The distribution of the three response alternatives for EQ-5D in each dimension for the employed and unemployed residents are shown in Table 2. After matching, the results indicated that the unemployed residents reported a higher proportion of some problems/extreme problems in five dimensions than the employed residents did, and this result was statistically significant. Table 3 presents the EQ-5D health utility scores with a conversion based on Chinese preferences between the employed and unemployed in China. After matching, the results indicated that the differences in the mean of EQ-5D utility scores and the utility scores for the five dimensions were statistically significant between the employed and unemployed people. Moreover, unemployed residents tended to exhibit significantly higher EQ-5D utility scores than employed residents. Thus, unemployed people are significantly expected to suffer from health troubles in each of the EQ-5D dimensions significantly more than employed people. We analyzed the data before matching in additional files in Table C and Table D and found that the results were almost consistent with the results after matching, which also indicated that the results were robust.

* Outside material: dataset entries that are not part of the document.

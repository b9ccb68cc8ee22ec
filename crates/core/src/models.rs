//! # Conveyor Models
//!
//! Model selectors and tool capabilities handed to the external coding agent.
//! The agent enforces the tool allow-list itself; Conveyor only decides what
//! goes into it.

use schemars::JsonSchema;
use serde::{Deserialize, Serialize};
use std::fmt;
use std::str::FromStr;

/// Model class the agent should run with
#[derive(
    Debug, Clone, Copy, Serialize, Deserialize, JsonSchema, Default, PartialEq, Eq, Hash,
)]
#[serde(rename_all = "lowercase")]
pub enum AgentModel {
    #[default]
    Sonnet,
    Opus,
    Haiku,
}

impl AgentModel {
    /// Get all available models
    pub fn all() -> Vec<AgentModel> {
        vec![AgentModel::Sonnet, AgentModel::Opus, AgentModel::Haiku]
    }

    /// Name passed to the agent's `--model` flag
    pub fn as_str(&self) -> &'static str {
        match self {
            AgentModel::Sonnet => "sonnet",
            AgentModel::Opus => "opus",
            AgentModel::Haiku => "haiku",
        }
    }
}

impl fmt::Display for AgentModel {
    fn fmt(&self, f: &mut fmt::Formatter<'_>) -> fmt::Result {
        f.write_str(self.as_str())
    }
}

impl FromStr for AgentModel {
    type Err = String;

    fn from_str(s: &str) -> Result<Self, Self::Err> {
        match s.trim().to_ascii_lowercase().as_str() {
            "sonnet" => Ok(AgentModel::Sonnet),
            "opus" => Ok(AgentModel::Opus),
            "haiku" => Ok(AgentModel::Haiku),
            other => Err(format!("unknown model '{}' (expected sonnet, opus or haiku)", other)),
        }
    }
}

/// A capability the agent may use during a stage
#[derive(Debug, Clone, Copy, Serialize, Deserialize, PartialEq, Eq, Hash)]
pub enum AgentTool {
    Read,
    Edit,
    Write,
    /// Shell execution (builds, tests, git)
    Bash,
    Glob,
    Grep,
}

impl AgentTool {
    /// Read-only inspection tools
    pub const READ_ONLY: &'static [AgentTool] = &[AgentTool::Read, AgentTool::Glob, AgentTool::Grep];

    /// Everything a code-writing stage needs
    pub const ALL: &'static [AgentTool] = &[
        AgentTool::Read,
        AgentTool::Edit,
        AgentTool::Write,
        AgentTool::Bash,
        AgentTool::Glob,
        AgentTool::Grep,
    ];

    /// Inspect and execute, but never edit
    pub const EXECUTE: &'static [AgentTool] = &[
        AgentTool::Read,
        AgentTool::Bash,
        AgentTool::Glob,
        AgentTool::Grep,
    ];

    /// Just enough to drive version control
    pub const VCS: &'static [AgentTool] = &[AgentTool::Read, AgentTool::Bash];

    /// Tool name as the agent knows it
    pub fn as_str(&self) -> &'static str {
        match self {
            AgentTool::Read => "Read",
            AgentTool::Edit => "Edit",
            AgentTool::Write => "Write",
            AgentTool::Bash => "Bash",
            AgentTool::Glob => "Glob",
            AgentTool::Grep => "Grep",
        }
    }
}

Table 2 Distribution of the three response alternatives for EQ-5D in each dimensions for the employed and unemployed
Table 3 The values for EQ-5D utility and each dimension for the employed and unemployed

Inequity in HRQOL between Employed and Unemployed People

The CIs for the EQ-5D utility scores between the employed and unemployed are presented in Table 4. The overall CIs for the EQ-5D utility values for both employed (0.0028) and unemployed (0.0089) individuals were positive, signifying that there is a statistically pro-rich inequality in HRQOL between employed and unemployed people in Shaanxi Province, China. This indicates that overall better HRQOL are more concentrated in two groups with higher economic levels. In contrast, the respondents with lower economic levels had more health issues than those with higher economic level residents. Furthermore, the degree of inequality in HRQOL among unemployed people was higher than that among employed people.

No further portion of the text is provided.